The CSM announced last week that its working group will concentrate
on whether beta-2 agonists should be recommended only for treatment of asthma
attacks. During an attack they bring quicker relief than any other type
of drug. However, doubt surrounds the effect beta-2 agonists have on the
airways of the lungs.

Clive Page, a pharmacologist at King’s College, London, says that the
constriction of the airways which makes it hard to breath in asthma, is
a natural defence against allergens such as cats’ hairs or the faeces of
house dust mites. The narrowed airways prevent more of the allergen from
entering.

Page argues that beta-2 agonists inhibit this mechanism, ultimately
causing greater harm. He says long-term use of the drugs may cause irreversible
damage to the walls of the airways (‘Are asthma drugs a cure that kills?’,
91av, 6 April).

The debate has sharpened since last December when the pharmaceuticals
company Glaxo launched the first in a new class of long-acting beta-2 agonists
called salmeterol. Some 250 reports of possible side effects from the drug
have been reported to the CSM, including 71 cases of worsening asthma and
48 deaths.

However, in the latest edition of its bulletin, Current Problems, the
CSM says: ‘Present evidence does not indicate that Serevent (salmeterol)
is associated with an important safety hazard.’

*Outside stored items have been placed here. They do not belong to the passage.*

//! Shared capability implementations for the integration tests: a real
//! Ed25519 signer/verifier pair and a helper building the matching DID
//! resolution result.

use async_trait::async_trait;
use ed25519_dalek::{Signature, Signer as _, SigningKey, Verifier as _, VerifyingKey};
use rand::rngs::OsRng;
use serde_json::{json, Value};

use did_jwt::{
    encoding, DidDocument, DidResolutionResult, SignatureVerifier, Signer, TokenError,
    VerificationMethod,
};

/// Ed25519 signer capability backed by an in-memory key.
pub struct Ed25519Signer {
    key: SigningKey,
}

impl Ed25519Signer {
    pub fn generate() -> Self {
        Self {
            key: SigningKey::generate(&mut OsRng),
        }
    }

    pub fn verifying_key(&self) -> VerifyingKey {
        self.key.verifying_key()
    }
}

#[async_trait]
impl Signer for Ed25519Signer {
    async fn sign(&self, signing_input: &str) -> Result<String, TokenError> {
        let signature = self.key.sign(signing_input.as_bytes());
        Ok(encoding::encode(&signature.to_bytes()))
    }
}

/// Ed25519 verifier capability reading the public key from the
/// verification method's JWK (`x` member, base64url).
pub struct Ed25519Verifier;

#[async_trait]
impl SignatureVerifier for Ed25519Verifier {
    async fn verify(
        &self,
        signing_input: &str,
        signature: &str,
        method: &VerificationMethod,
    ) -> Result<bool, TokenError> {
        let key_b64 = method
            .public_key_jwk
            .as_ref()
            .and_then(|jwk| jwk.get("x"))
            .and_then(Value::as_str)
            .ok_or_else(|| TokenError::Format("verification method carries no key".into()))?;

        let key_bytes: [u8; 32] = encoding::decode(key_b64)?
            .try_into()
            .map_err(|_| TokenError::Format("ed25519 public key must be 32 bytes".into()))?;
        let key = VerifyingKey::from_bytes(&key_bytes)
            .map_err(|e| TokenError::Format(format!("invalid ed25519 public key: {e}")))?;

        let sig_bytes: [u8; 64] = encoding::decode(signature)?
            .try_into()
            .map_err(|_| TokenError::Format("ed25519 signature must be 64 bytes".into()))?;
        let sig = Signature::from_bytes(&sig_bytes);

        Ok(key.verify(signing_input.as_bytes(), &sig).is_ok())
    }
}

/// Build a resolution result whose first verification method carries the
/// given Ed25519 public key as a JWK.
pub fn resolution_for(did: &str, key: &VerifyingKey) -> DidResolutionResult {
    DidResolutionResult {
        did_document: DidDocument {
            id: did.to_string(),
            verification_method: vec![VerificationMethod {
                id: format!("{did}#keys-1"),
                method_type: "JsonWebKey2020".to_string(),
                controller: Some(did.to_string()),
                public_key_jwk: Some(json!({
                    "kty": "OKP",
                    "crv": "Ed25519",
                    "x": encoding::encode(key.as_bytes()),
                })),
            }],
        },
    }
}
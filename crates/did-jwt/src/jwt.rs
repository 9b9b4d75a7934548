use std::sync::Arc;

use chrono::Utc;
use serde_json::{json, Map, Value};

use crate::capability::Signer;
use crate::error::TokenError;
use crate::jws::create_jws;

/// Lifetime of a freshly created token, in seconds.
pub const DEFAULT_EXPIRATION_SECS: i64 = 300;

/// Options for [`create_jwt`].
#[derive(Clone)]
pub struct CreateOptions {
    /// Value forced into the `iss` claim; callers cannot override it.
    pub issuer: String,
    /// Capability used to sign the token.
    pub signer: Arc<dyn Signer>,
}

/// Create a signed token with standard timing claims injected.
///
/// The payload is merged over `{iat: now, exp: now + 300}`, so a caller
/// supplying its own `iat` or `exp` wins over the injected values. `iss`
/// is set last from `options.issuer` and always wins.
pub async fn create_jwt(
    payload: &Map<String, Value>,
    options: &CreateOptions,
    header: &Value,
) -> Result<String, TokenError> {
    let iat = Utc::now().timestamp();

    let mut full_payload = Map::new();
    full_payload.insert("iat".to_string(), json!(iat));
    full_payload.insert("exp".to_string(), json!(iat + DEFAULT_EXPIRATION_SECS));
    for (key, value) in payload {
        full_payload.insert(key.clone(), value.clone());
    }
    full_payload.insert("iss".to_string(), Value::String(options.issuer.clone()));

    create_jws(&Value::Object(full_payload), options.signer.as_ref(), header).await
}
use async_trait::async_trait;

use crate::did::{DidResolutionResult, VerificationMethod};
use crate::error::TokenError;

/// Capability that produces a signature over a signing input.
///
/// The returned string is the transport-encoded signature segment; any
/// padding it carries is stripped by the serializer. Implementations may
/// perform I/O (remote KMS, hardware keys); failures propagate unchanged
/// and abort token creation.
#[async_trait]
pub trait Signer: Send + Sync {
    async fn sign(&self, signing_input: &str) -> Result<String, TokenError>;
}

/// Capability that checks a signature against a verification method.
///
/// Returns `Ok(false)` for a well-formed but non-matching signature;
/// errors are treated the same as a failed check by the verifier pipeline.
#[async_trait]
pub trait SignatureVerifier: Send + Sync {
    async fn verify(
        &self,
        signing_input: &str,
        signature: &str,
        method: &VerificationMethod,
    ) -> Result<bool, TokenError>;
}

/// Capability that resolves a DID to its resolution result.
///
/// Backend-specific settings (registry endpoints, caching) belong to the
/// implementation; the pipeline calls this once per verification and
/// propagates failures without retrying.
#[async_trait]
pub trait DidResolver: Send + Sync {
    async fn resolve(&self, did: &str) -> Result<DidResolutionResult, TokenError>;
}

The bulletin warns that many cases of deteriorating asthma were the
result of doctors taking their patients off inhaled steroids, which damp
down inflammation in the lungs.

Underlying anxiety about beta-2 agonists stems from the steady increase
in the number of deaths from asthma since the mid 1970s. However research
published last week questions whether this rise is real. Ross Anderson and
David Strachan from St George’s Hospital Medical School in London reviewed
the latest figures from the Office of Population Censuses and Surveys in
England and Wales between 1979 and 1989. ‘We conclude that there is no evidence
for an increase in asthma mortality in children over this period,’ they
say.

Michael Rawlings, professor of pharmacology at the University of Newcastle
and a member of the CSM, says: ‘Our working party will be looking at the
OPCS statistics, to try to establish the real state of affairs.’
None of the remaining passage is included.